*Work required*: Could you restate every line of the data word for word?

BEGIN Data for analysis

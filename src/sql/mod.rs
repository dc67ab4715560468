//! Safe SQL builder: static identifiers, values as parameters.

mod builder;
pub mod params;
pub use builder::*;
pub use params::*;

END Data for analysis

*Reply*:
filename src/sql/mod.rs
repository dc67ab4715560468
//! Safe SQL builder: static identifiers, values as parameters.

mod builder;
pub mod params;
pub use builder::*;
pub use params::*;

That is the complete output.